Für ein Einfamilienhaus sind 2 Fasern Standard – eine aktive plus eine Reservefaser. Bei gehobenen Anforderungen oder Home-Office empfehlen sich 4 Fasern für zusätzliche Dienste und doppelte Redundanz.
Welche Reservekapazität sollte eingeplant werden?
Experten empfehlen mindestens 30-50% Reservekapazität über dem Erstbedarf.
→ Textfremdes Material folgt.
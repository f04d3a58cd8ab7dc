use super::core::{Im, MaskIm};
use super::roi::Roi;

/// Flood-fill the 4-connected set component containing (start_x, start_y) of
/// `src_im` into `dst_im`.
///
/// Work-stack + visited bitset, no recursion. Returns the number of pixels
/// filled and their bounding ROI (in local pixel coords). A start pixel that is
/// not set fills nothing.
pub fn flood_mask<TarT: Copy>(
    src_im: &MaskIm,
    dst_im: &mut Im<TarT, 1>,
    start_x: usize,
    start_y: usize,
    fill_val: TarT,
) -> (usize, Roi) {
    assert_eq!(src_im.w, dst_im.w, "src/dst width mismatch");
    assert_eq!(src_im.h, dst_im.h, "src/dst height mismatch");

    let w = src_im.w;
    let h = src_im.h;
    let empty_roi = Roi::default();
    if start_x >= w || start_y >= h {
        return (0, empty_roi);
    }
    if src_im.arr[start_y * src_im.s + start_x] == 0 {
        return (0, empty_roi);
    }

    let mut visited: Vec<u64> = vec![0; (w * h).div_ceil(64)];
    let mut stack: Vec<(usize, usize)> = Vec::with_capacity(w * h / 10 + 1024);
    stack.push((start_x, start_y));

    let mut filled = 0usize;
    let mut roi = Roi::new(
        start_x as i64,
        start_y as i64,
        start_x as i64 + 1,
        start_y as i64 + 1,
    );
    while let Some((x, y)) = stack.pop() {
        let v_i = y * w + x;
        let (word, bit) = (v_i / 64, 1u64 << (v_i % 64));
        if visited[word] & bit != 0 {
            continue;
        }
        visited[word] |= bit;

        // Non-set neighbours are never pushed, but the seed check above is the
        // only guarantee for the first pixel.
        let px = unsafe { *src_im.get_unchecked(x, y, 0) };
        if px == 0 {
            continue;
        }

        unsafe {
            *dst_im.get_unchecked_mut(x, y, 0) = fill_val;
        }
        filled += 1;
        roi = roi.union(&Roi::new(x as i64, y as i64, x as i64 + 1, y as i64 + 1));

        let mut push = |nx: usize, ny: usize| {
            let n_i = ny * w + nx;
            if visited[n_i / 64] & (1u64 << (n_i % 64)) == 0 && src_im.arr[ny * src_im.s + nx] != 0
            {
                stack.push((nx, ny));
            }
        };
        if y + 1 < h {
            push(x, y + 1);
        }
        if x + 1 < w {
            push(x + 1, y);
        }
        if y > 0 {
            push(x, y - 1);
        }
        if x > 0 {
            push(x - 1, y);
        }
    }

    (filled, roi)
}

#[derive(Debug, Default, Clone, PartialEq, Eq)]
pub struct LabelInfo {
    pub size: usize,
    pub start_x: usize,
    pub start_y: usize,
    pub roi: Roi,
}

/// Label a mask's 4-connected set components.
///
/// Scan order is row-major from row 0, so label ids follow the first pixel of
/// each component. The returned info is indexed by label id and [0] is
/// reserved for the background.
pub fn label_mask(src_im: &MaskIm) -> (Im<u32, 1>, Vec<LabelInfo>) {
    let w = src_im.w;
    let h = src_im.h;

    let mut dst_im: Im<u32, 1> = Im::<u32, 1>::new(w, h);
    let mut group_info: Vec<LabelInfo> = vec![LabelInfo::default()];

    let mut group_i: u32 = 1;
    for y in 0..h {
        for x in 0..w {
            if src_im.arr[y * src_im.s + x] == 0 {
                continue;
            }
            if dst_im.arr[y * dst_im.s + x] != 0 {
                // Already labeled
                continue;
            }

            let (filled, roi) = flood_mask(src_im, &mut dst_im, x, y, group_i);

            debug_assert_eq!(group_info.len(), group_i as usize);
            group_info.push(LabelInfo {
                size: filled,
                start_x: x,
                start_y: y,
                roi,
            });

            group_i += 1;
        }
    }

    (dst_im, group_info)
}

// Tests
// -----------------------------------------------------------------------------
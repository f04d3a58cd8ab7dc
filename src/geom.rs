use std::ops::{Add, AddAssign, Mul, Neg, Sub};

/// A point (or vector) in real-world millimetres.
#[derive(Debug, Default, Clone, Copy, PartialEq)]
pub struct Pt {
    pub x: f64,
    pub y: f64,
}

impl Pt {
    pub const fn new(x: f64, y: f64) -> Self {
        Self { x, y }
    }

    pub fn dot(self, o: Pt) -> f64 {
        self.x * o.x + self.y * o.y
    }

    /// z component of the 3D cross product.
    pub fn cross(self, o: Pt) -> f64 {
        self.x * o.y - self.y * o.x
    }

    pub fn len2(self) -> f64 {
        self.dot(self)
    }

    pub fn len(self) -> f64 {
        self.len2().sqrt()
    }

    /// Unit vector, or zero for a zero-length input.
    pub fn norm(self) -> Pt {
        let l = self.len();
        if l <= 0.0 { Pt::default() } else { self * (1.0 / l) }
    }

    /// Rotated 90 degrees counter-clockwise.
    pub fn left(self) -> Pt {
        Pt::new(-self.y, self.x)
    }

    pub fn dist(self, o: Pt) -> f64 {
        (self - o).len()
    }
}

impl Add for Pt {
    type Output = Pt;
    fn add(self, o: Pt) -> Pt {
        Pt::new(self.x + o.x, self.y + o.y)
    }
}

impl AddAssign for Pt {
    fn add_assign(&mut self, o: Pt) {
        self.x += o.x;
        self.y += o.y;
    }
}

impl Sub for Pt {
    type Output = Pt;
    fn sub(self, o: Pt) -> Pt {
        Pt::new(self.x - o.x, self.y - o.y)
    }
}

impl Mul<f64> for Pt {
    type Output = Pt;
    fn mul(self, k: f64) -> Pt {
        Pt::new(self.x * k, self.y * k)
    }
}

impl Neg for Pt {
    type Output = Pt;
    fn neg(self) -> Pt {
        Pt::new(-self.x, -self.y)
    }
}

/// A closed real interval. `lo > hi` is the empty interval.
#[derive(Debug, Clone, Copy, PartialEq)]
pub struct Interval {
    pub lo: f64,
    pub hi: f64,
}

impl Interval {
    pub const EMPTY: Interval = Interval { lo: 1.0, hi: 0.0 };

    pub fn new(a: f64, b: f64) -> Self {
        Self { lo: a.min(b), hi: a.max(b) }
    }

    pub fn is_empty(&self) -> bool {
        self.lo > self.hi
    }

    pub fn len(&self) -> f64 {
        if self.is_empty() { 0.0 } else { self.hi - self.lo }
    }

    pub fn center(&self) -> f64 {
        0.5 * (self.lo + self.hi)
    }

    pub fn contains(&self, v: f64) -> bool {
        v >= self.lo && v <= self.hi
    }

    pub fn union(&self, o: &Interval) -> Interval {
        if self.is_empty() {
            return *o;
        }
        if o.is_empty() {
            return *self;
        }
        Interval { lo: self.lo.min(o.lo), hi: self.hi.max(o.hi) }
    }

    pub fn intersection(&self, o: &Interval) -> Interval {
        if self.is_empty() || o.is_empty() {
            return Interval::EMPTY;
        }
        let lo = self.lo.max(o.lo);
        let hi = self.hi.min(o.hi);
        if lo > hi { Interval::EMPTY } else { Interval { lo, hi } }
    }
}

/// Axis-aligned rectangle in real coordinates.
#[derive(Debug, Clone, Copy, PartialEq)]
pub struct Rect {
    pub x: Interval,
    pub y: Interval,
}

impl Rect {
    pub const EMPTY: Rect = Rect { x: Interval::EMPTY, y: Interval::EMPTY };

    pub fn new(a: Pt, b: Pt) -> Self {
        Self { x: Interval::new(a.x, b.x), y: Interval::new(a.y, b.y) }
    }

    pub fn from_points(pts: &[Pt]) -> Rect {
        pts.iter().fold(Rect::EMPTY, |r, p| r.union(&Rect::new(*p, *p)))
    }

    pub fn is_empty(&self) -> bool {
        self.x.is_empty() || self.y.is_empty()
    }

    pub fn corners(&self) -> [Pt; 4] {
        [
            Pt::new(self.x.lo, self.y.lo),
            Pt::new(self.x.hi, self.y.lo),
            Pt::new(self.x.hi, self.y.hi),
            Pt::new(self.x.lo, self.y.hi),
        ]
    }

    pub fn center(&self) -> Pt {
        Pt::new(self.x.center(), self.y.center())
    }

    pub fn contains(&self, p: Pt) -> bool {
        self.x.contains(p.x) && self.y.contains(p.y)
    }

    pub fn union(&self, o: &Rect) -> Rect {
        if self.is_empty() {
            return *o;
        }
        if o.is_empty() {
            return *self;
        }
        Rect { x: self.x.union(&o.x), y: self.y.union(&o.y) }
    }

    pub fn intersection(&self, o: &Rect) -> Rect {
        let out = Rect { x: self.x.intersection(&o.x), y: self.y.intersection(&o.y) };
        if out.is_empty() { Rect::EMPTY } else { out }
    }

    /// Scale about the centre by `k` (1.1 grows by 10%).
    pub fn scaled(&self, k: f64) -> Rect {
        if self.is_empty() {
            return *self;
        }
        let c = self.center();
        let hx = 0.5 * self.x.len() * k;
        let hy = 0.5 * self.y.len() * k;
        Rect::new(Pt::new(c.x - hx, c.y - hy), Pt::new(c.x + hx, c.y + hy))
    }
}

/// The directed line through `org` along `dir`; the half-plane is the region to
/// its left (positive `value`).
#[derive(Debug, Clone, Copy, PartialEq)]
pub struct HalfPlane {
    pub org: Pt,
    /// Unit direction of the boundary line.
    pub dir: Pt,
}

impl HalfPlane {
    /// Line through `org` at `angle_rad` from the x axis.
    pub fn from_angle(org: Pt, angle_rad: f64) -> Self {
        Self { org, dir: Pt::new(angle_rad.cos(), angle_rad.sin()) }
    }

    /// Unit normal pointing into the half-plane.
    pub fn normal(&self) -> Pt {
        self.dir.left()
    }

    /// Signed distance of `p` from the boundary line.
    pub fn value(&self, p: Pt) -> f64 {
        (p - self.org).dot(self.normal())
    }
}

/// Round to a fixed number of decimal places.
pub fn round_to(v: f64, places: i32) -> f64 {
    let k = 10f64.powi(places);
    (v * k).round() / k
}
Bei 30-jähriger Nutzungsdauer sollte die Reserve sogar bei 100% liegen, um Technologiesprünge abzudecken.
Wie berechne ich die Faserkapazität für ein Neubaugebiet?
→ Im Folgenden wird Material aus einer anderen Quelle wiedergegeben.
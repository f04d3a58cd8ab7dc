use crate::slice_bitmap::{Material, SliceBitmap};

/// An ordered set of material-tagged slice bitmaps for one layer.
///
/// Empty bitmaps are never stored. Order is insertion order and is kept
/// through every operation for deterministic output.
#[derive(Debug, Clone, Default, PartialEq)]
pub struct BitmapList {
    entries: Vec<SliceBitmap>,
}

impl BitmapList {
    pub fn new() -> Self {
        Self::default()
    }

    pub fn from_bitmaps<I: IntoIterator<Item = SliceBitmap>>(bitmaps: I) -> Self {
        let mut out = Self::new();
        for bm in bitmaps {
            out.push(bm);
        }
        out
    }

    pub fn push(&mut self, bitmap: SliceBitmap) {
        if !bitmap.is_empty() {
            self.entries.push(bitmap);
        }
    }

    pub fn len(&self) -> usize {
        self.entries.len()
    }

    pub fn is_empty(&self) -> bool {
        self.entries.is_empty()
    }

    pub fn iter(&self) -> std::slice::Iter<'_, SliceBitmap> {
        self.entries.iter()
    }

    /// First entry with the given material tag.
    pub fn get(&self, material: Option<&Material>) -> Option<&SliceBitmap> {
        self.entries.iter().find(|e| e.material() == material)
    }

    pub fn materials(&self) -> Vec<Option<&Material>> {
        let mut out: Vec<Option<&Material>> = Vec::new();
        for e in &self.entries {
            if !out.contains(&e.material()) {
                out.push(e.material());
            }
        }
        out
    }

    /// Union of every entry regardless of material.
    pub fn flatten(&self) -> SliceBitmap {
        self.entries
            .iter()
            .fold(SliceBitmap::Empty, |acc, e| acc.union(e))
    }

    /// Merge duplicate-material entries into one bitmap per material, at the
    /// position of that material's first entry.
    pub fn collapsed(&self) -> BitmapList {
        let mut out: Vec<SliceBitmap> = Vec::with_capacity(self.entries.len());
        for e in &self.entries {
            match out.iter_mut().find(|o| o.material() == e.material()) {
                Some(o) => *o = o.union(e),
                None => out.push(e.clone()),
            }
        }
        BitmapList::from_bitmaps(out)
    }

    /// Material-paired union. Entries without a counterpart are kept.
    pub fn union_all(&self, other: &BitmapList) -> BitmapList {
        if std::ptr::eq(self, other) {
            return self.clone();
        }
        let a = self.collapsed();
        let b = other.collapsed();
        let mut out = BitmapList::new();
        for e in a.iter() {
            match b.get(e.material()) {
                Some(o) => out.push(e.union(o)),
                None => out.push(e.clone()),
            }
        }
        for o in b.iter() {
            if a.get(o.material()).is_none() {
                out.push(o.clone());
            }
        }
        out.collapsed()
    }

    /// Material-paired intersection. Entries without a counterpart are
    /// dropped.
    pub fn intersection_all(&self, other: &BitmapList) -> BitmapList {
        if std::ptr::eq(self, other) {
            return self.clone();
        }
        let a = self.collapsed();
        let b = other.collapsed();
        let mut out = BitmapList::new();
        for e in a.iter() {
            if let Some(o) = b.get(e.material()) {
                out.push(e.intersection(o));
            }
        }
        out.collapsed()
    }

    /// Subtract from each entry of `self` the same-material entry of `other`.
    /// Entries of `other` without a counterpart are ignored.
    pub fn difference_all(&self, other: &BitmapList) -> BitmapList {
        if std::ptr::eq(self, other) {
            return BitmapList::new();
        }
        let a = self.collapsed();
        let b = other.collapsed();
        let mut out = BitmapList::new();
        for e in a.iter() {
            match b.get(e.material()) {
                Some(o) => out.push(e.difference(o)),
                None => out.push(e.clone()),
            }
        }
        out
    }

    /// Per-material content equality, ignoring grid extents and entry order.
    pub fn same_content(&self, other: &BitmapList) -> bool {
        let a = self.collapsed();
        let b = other.collapsed();
        a.len() == b.len()
            && a.iter()
                .all(|e| b.get(e.material()).is_some_and(|o| e.same_content(o)))
    }
}

impl<'a> IntoIterator for &'a BitmapList {
    type Item = &'a SliceBitmap;
    type IntoIter = std::slice::Iter<'a, SliceBitmap>;

    fn into_iter(self) -> Self::IntoIter {
        self.entries.iter()
    }
}

#[cfg(test)]
mod tests {
    use super::*;
    use crate::test_helpers::square_bitmap;

    fn sq(x: f64, y: f64, size: f64, mat: &str) -> SliceBitmap {
        square_bitmap(x, y, size, 1.0, Some(Material::new(mat)))
    }

    fn m(name: &str) -> Material {
        Material::new(name)
    }

    #[test]
    fn union_of_disjoint_materials_is_concatenation() {
        let a = BitmapList::from_bitmaps([sq(0.0, 0.0, 4.0, "pla")]);
        let b = BitmapList::from_bitmaps([sq(0.0, 0.0, 4.0, "abs"), sq(9.0, 0.0, 2.0, "pva")]);
        let u = a.union_all(&b);
        assert_eq!(u.len(), 3);
        assert_eq!(u.materials(), vec![Some(&m("pla")), Some(&m("abs")), Some(&m("pva"))]);
        assert_eq!(u.get(Some(&m("abs"))), b.get(Some(&m("abs"))));
    }

    #[test]
    fn union_pairs_same_material() {
        let a = BitmapList::from_bitmaps([sq(0.0, 0.0, 4.0, "pla")]);
        let b = BitmapList::from_bitmaps([sq(2.0, 0.0, 4.0, "pla")]);
        let u = a.union_all(&b);
        assert_eq!(u.len(), 1);
        assert_eq!(u.get(Some(&m("pla"))).map(SliceBitmap::solid_count), Some(24));
    }

    #[test]
    fn intersection_drops_unpaired_entries() {
        let a = BitmapList::from_bitmaps([sq(0.0, 0.0, 4.0, "pla"), sq(0.0, 0.0, 4.0, "abs")]);
        let b = BitmapList::from_bitmaps([sq(2.0, 2.0, 4.0, "pla"), sq(0.0, 0.0, 4.0, "pva")]);
        let i = a.intersection_all(&b);
        assert_eq!(i.len(), 1);
        assert_eq!(i.get(Some(&m("pla"))).map(SliceBitmap::solid_count), Some(4));
        assert!(i.get(Some(&m("abs"))).is_none());
        assert!(i.get(Some(&m("pva"))).is_none());
    }

    #[test]
    fn difference_keeps_unpaired_left_and_ignores_unpaired_right() {
        let a = BitmapList::from_bitmaps([sq(0.0, 0.0, 4.0, "pla"), sq(0.0, 0.0, 4.0, "abs")]);
        let b = BitmapList::from_bitmaps([sq(0.0, 0.0, 2.0, "pla"), sq(0.0, 0.0, 4.0, "pva")]);
        let d = a.difference_all(&b);
        assert_eq!(d.len(), 2);
        assert_eq!(d.get(Some(&m("pla"))).map(SliceBitmap::solid_count), Some(12));
        assert_eq!(d.get(Some(&m("abs"))), a.get(Some(&m("abs"))));
        assert!(d.get(Some(&m("pva"))).is_none());
    }

    #[test]
    fn fully_subtracted_entries_disappear() {
        let a = BitmapList::from_bitmaps([sq(0.0, 0.0, 4.0, "pla")]);
        let copy = a.clone();
        assert!(a.difference_all(&copy).is_empty());
        assert!(a.difference_all(&a).is_empty());
    }

    #[test]
    fn same_reference_short_circuits() {
        let a = BitmapList::from_bitmaps([sq(0.0, 0.0, 4.0, "pla"), sq(8.0, 0.0, 2.0, "abs")]);
        assert_eq!(a.union_all(&a), a);
        assert_eq!(a.intersection_all(&a), a);
    }

    #[test]
    fn duplicate_materials_collapse() {
        let a = BitmapList::from_bitmaps([
            sq(0.0, 0.0, 2.0, "pla"),
            sq(5.0, 0.0, 2.0, "abs"),
            sq(10.0, 0.0, 2.0, "pla"),
        ]);
        let c = a.collapsed();
        assert_eq!(c.len(), 2);
        assert_eq!(c.get(Some(&m("pla"))).map(SliceBitmap::solid_count), Some(8));
        assert_eq!(c.materials(), vec![Some(&m("pla")), Some(&m("abs"))]);
    }

    #[test]
    fn list_algebra_is_associative() {
        let a = BitmapList::from_bitmaps([sq(0.0, 0.0, 6.0, "pla"), sq(0.0, 10.0, 3.0, "abs")]);
        let b = BitmapList::from_bitmaps([sq(3.0, 3.0, 6.0, "pla"), sq(1.0, 11.0, 3.0, "abs")]);
        let c = BitmapList::from_bitmaps([sq(1.0, 1.0, 4.0, "pla"), sq(0.0, 20.0, 2.0, "pva")]);

        let l = a.union_all(&b).union_all(&c);
        let r = a.union_all(&b.union_all(&c));
        assert!(l.same_content(&r));

        let l = a.intersection_all(&b).intersection_all(&c);
        let r = a.intersection_all(&b.intersection_all(&c));
        assert!(l.same_content(&r));
        assert_eq!(l.len(), 1);
    }

    #[test]
    fn flatten_ignores_materials() {
        let a = BitmapList::from_bitmaps([sq(0.0, 0.0, 2.0, "pla"), sq(1.0, 0.0, 2.0, "abs")]);
        assert_eq!(a.flatten().solid_count(), 6);
        assert!(BitmapList::new().flatten().is_empty());
    }
}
Multiplizieren Sie die Anzahl der Wohneinheiten mit 3 Fasern (Durchschnittswert), addieren Sie 40% Reserve und runden Sie auf die nächste Standardkabelgröße (12, 24, 48, 96, 144, 288 Fasern) auf.
Was ist der Unterschied zwischen PON und P2P bei der Faserplanung?
P2P benötigt eine dedizierte Faser pro Haushalt vom Hauptverteiler, PON teilt eine Faser über Splitter auf bis zu 64 Haushalte. PON spart Fasern im Backbone, P2P bietet mehr Bandbreite und Flexibilität.
Können bestehende Leerrohre für FTTH genutzt werden?
Ja, vorhandene Leerrohre mit mindestens 40mm Durchmesser eignen sich für FTTH-Kabel. Mikrorohrsysteme ermöglichen sogar die Nutzung von 7mm Mikroröhrchen für bis zu 96 Fasern.
Wie lange hält eine Glasfaserverkabelung?
Glasfaserkabel haben eine Lebensdauer von über 30 Jahren. Die Steckverbindungen sollten nach 20 Jahren geprüft und gegebenenfalls erneuert werden. Moderne Spleißverbindungen halten praktisch unbegrenzt.
Fazit: Richtig dimensionierte Faserkapazität sichert Zukunft
Die sorgfältige Faserkapazität berechnen und FTTH Planung mit durchschnittlich 2-4 Fasern pro Haushalt bildet das Fundament erfolgreicher Glasfaserprojekte. Stadtwerke und Planer, die heute großzügig dimensionieren und auf modulare Systeme setzen, vermeiden teure Nachrüstungen und sichern sich Wettbewerbsvorteile im dynamischen Breitbandmarkt.
Mit der richtigen Kombination aus präziser Bedarfsanalyse, zukunftsorientierter Reserveplanung und hochwertiger Systemtechnik entstehen nachhaltige FTTH-Netze, die den steigenden Bandbreitenanforderungen der nächsten Jahrzehnte gewachsen sind. Die Investition in qualitativ hochwertige, modulare Spleißsysteme mit langer Garantiezeit zahlt sich durch niedrige Betriebskosten und hohe Verfügbarkeit aus.